Data extracts =
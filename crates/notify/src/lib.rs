//! Notification channels for incident alerts.
//!
//! This crate provides the delivery side of the incident engine: a uniform
//! [`NotifyChannel`] contract implemented by each channel (chat, email, SMS,
//! generic webhooks), an explicit [`ChannelSet`] built once at startup, and a
//! [`Dispatcher`] that handles timeouts, bounded retries with exponential
//! backoff, and per-recipient failure isolation.
//!
//! # Usage
//!
//! ```no_run
//! use notify::{build_channel, ChannelConfig, DispatchJob, Dispatcher, RenderedMessage};
//!
//! # async fn example() -> Result<(), notify::ChannelError> {
//! let config = ChannelConfig::from_pairs([("url", "https://hooks.example.com/incidents")]);
//! let webhook = build_channel("webhook", &config)?;
//!
//! let dispatcher = Dispatcher::default();
//! let message = RenderedMessage {
//!     title: "🚨 [SEV2 - High] Queue lag".to_string(),
//!     ..Default::default()
//! };
//! let report = dispatcher
//!     .fan_out(vec![DispatchJob::new(webhook, "")], &message)
//!     .await;
//! assert_eq!(report.failed_count(), 0);
//! # Ok(())
//! # }
//! ```
//!
//! # Architecture
//!
//! - [`NotifyChannel`] defines the interface for notification channels
//! - [`SlackChannel`], [`EmailChannel`], [`SmsChannel`], [`WebhookChannel`]
//!   implement it; each validates its configuration at construction time
//! - [`ChannelSet`] is the explicit channel map handed to the router — there
//!   is no process-wide mutable registry
//! - [`Dispatcher`] owns retry/timeout policy; channels only know how to
//!   perform one send

#![warn(clippy::pedantic)]
#![allow(clippy::module_name_repetitions)]

pub mod channels;
pub mod config;
pub mod dispatch;
pub mod error;
pub mod message;

pub use channels::email::EmailChannel;
pub use channels::slack::SlackChannel;
pub use channels::sms::SmsChannel;
pub use channels::webhook::WebhookChannel;
pub use channels::{build_channel, ChannelKind, ChannelSet, NotifyChannel};
pub use config::ChannelConfig;
pub use dispatch::{DispatchConfig, DispatchJob, DispatchReport, Dispatcher};
pub use error::ChannelError;
pub use message::RenderedMessage;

Requirement = Word for word, repeat the lines that begin at the one with "pub use channels::webhook::WebhookChannel;" and continue to the end of the listing above.

Completed exercise =
pub use channels::webhook::WebhookChannel;
pub use channels::{build_channel, ChannelKind, ChannelSet, NotifyChannel};
pub use config::ChannelConfig;
pub use dispatch::{DispatchConfig, DispatchJob, DispatchReport, Dispatcher};
pub use error::ChannelError;
pub use message::RenderedMessage;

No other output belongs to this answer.